Monday, November 10, 2014

Two & Six

Polly Patrick, Chapter Two & Chris Weber, Chapter Six NAVIGATING ACHIEVEMENT FOR STRUGGING STUDENTS WITH THE COMMON CORE STATE STANDARDS—Getting Ready for the Common Core 

This book is one in a series with multiple authors. I was asked to read it, but with the recommendation to focus on chapters two and six. In chapter two Polly Patrick revisits the importance of HOW we give feedback to our students. She refers to it in the title of her chapter as “Feedback: Fuel for Learning.”

In order for our students to learn and grow, so they can become and be, they have to keep going and not give up. Patrick quotes Douglas Reeves (2011) who said it well. “If we expect students to improve, then they must take risk, make mistakes, and receive formative feedback than lead to improved performance….If we expect teachers and leaders to improve then we must provide monitoring and feedback that meet the same criteria” (pg. 12).

So when students get stuck, and they will, we just need to reaffirm they just haven’t learned it “yet.”  We are helping students move away from the fixed mindset “I can’t do it” to a growth mindset of “I can’t do it, yet!”

In chapter six, Chris Weber reviews the research of the key elements of effective research based instruction to support all of our learners. What is refreshing and encouraging is all of the researchers agree on this one (Hattie, Fisher and Frey Hunter, Marzano, Joyce, Weil, and Calhoun, Hollingsworth and Ybarra).

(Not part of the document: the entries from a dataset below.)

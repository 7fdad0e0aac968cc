use url::Url;

/// Extracts the domain from a URL
///
/// This function retrieves the host portion of a URL and converts it to lowercase.
/// If the URL has no host (which shouldn't happen for valid HTTP(S) URLs), it returns None.
///
/// # Examples
///
/// ```
/// use url::Url;
/// use wordwatch::url::extract_domain;
///
/// let url = Url::parse("https://EXAMPLE.COM/path").unwrap();
/// assert_eq!(extract_domain(&url), Some("example.com".to_string()));
/// ```
pub fn extract_domain(url: &Url) -> Option<String> {
    url.host_str().map(|h| h.to_lowercase())
}

/// Derives a site name from its front page URL
///
/// The leading `www.` is dropped and the first remaining host label is kept,
/// so `https://www.nytimes.com/` becomes `nytimes`. Hosts that are IP
/// addresses are kept whole.
///
/// # Examples
///
/// ```
/// use url::Url;
/// use wordwatch::url::site_name_from_url;
///
/// let url = Url::parse("https://www.Spiegel.de/").unwrap();
/// assert_eq!(site_name_from_url(&url), Some("spiegel".to_string()));
/// ```
pub fn site_name_from_url(url: &Url) -> Option<String> {
    let host = extract_domain(url)?;

    if matches!(url.host(), Some(url::Host::Ipv4(_)) | Some(url::Host::Ipv6(_))) {
        return Some(host);
    }

    let host = host.strip_prefix("www.").unwrap_or(&host);
    host.split('.')
        .next()
        .filter(|label| !label.is_empty())
        .map(str::to_string)
}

Weber summarizes their findings and describes “seven common-sense elements of effective instruction”.
  • What are we learning? (Learning Targets)
  • Why are we learning it? (Rationale)
  • I do it. (Teacher Modeling)
  • We do it together. (Guided Instruction)
  • You do it together. (Cooperative Learning)
  • You do it alone. (Independent Practice)
  • How do we do? (Assessment)
This gradual release of responsibility model is classic, and when I see it in action its pure pleasure. The teachers are in their element, the students are thriving and it’s better than magic. It’s teaching and learning at its finest.